----- GIVEN RECORDS

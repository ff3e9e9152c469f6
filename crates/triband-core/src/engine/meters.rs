//! Band meters - lock-free level readings for the UI
//!
//! The audio thread publishes each band's pre/post compression RMS level
//! once per block; the UI reads them at its own rate without locking.

use crate::dsp::{BandLevels, METER_FLOOR_DB};
use crate::params::AtomicF32;
use crate::types::{Band, NUM_BANDS};

/// Receiver of per-band meter values, called once per band per block
///
/// Implementations run on the audio thread and must not block or allocate.
pub trait MeterSink: Send + Sync {
    fn publish(&self, band: Band, input_db: f32, output_db: f32);
}

/// Atomic meter storage shared between the audio and UI threads
#[derive(Debug)]
pub struct BandMeters {
    input_db: [AtomicF32; NUM_BANDS],
    output_db: [AtomicF32; NUM_BANDS],
}

impl BandMeters {
    /// Create meters reading the floor level
    pub fn new() -> Self {
        Self {
            input_db: std::array::from_fn(|_| AtomicF32::new(METER_FLOOR_DB)),
            output_db: std::array::from_fn(|_| AtomicF32::new(METER_FLOOR_DB)),
        }
    }

    /// Latest RMS level entering a band's compressor, in dB
    pub fn input_db(&self, band: Band) -> f32 {
        self.input_db[band.index()].load()
    }

    /// Latest RMS level leaving a band's compressor, in dB
    pub fn output_db(&self, band: Band) -> f32 {
        self.output_db[band.index()].load()
    }

    pub fn levels(&self, band: Band) -> BandLevels {
        BandLevels {
            input_rms_db: self.input_db(band),
            output_rms_db: self.output_db(band),
        }
    }

    /// Drop every reading back to the floor
    pub fn reset(&self) {
        for band in Band::ALL {
            self.publish(band, METER_FLOOR_DB, METER_FLOOR_DB);
        }
    }
}

impl Default for BandMeters {
    fn default() -> Self {
        Self::new()
    }
}

impl MeterSink for BandMeters {
    fn publish(&self, band: Band, input_db: f32, output_db: f32) {
        self.input_db[band.index()].store(input_db);
        self.output_db[band.index()].store(output_db);
    }
}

----------

WHAT YOU NEED TO DO -
In the entries above, please find the line with "use crate::params::AtomicF32;" and the line with "pub trait MeterSink: Send", then write out exactly those two lines and every line between them, and nothing more.

EXPECTED OUTPUT -
use crate::params::AtomicF32;
use crate::types::{Band, NUM_BANDS};

/// Receiver of per-band meter values, called once per band per block
///
/// Implementations run on the audio thread and must not block or allocate.
pub trait MeterSink: Send + Sync {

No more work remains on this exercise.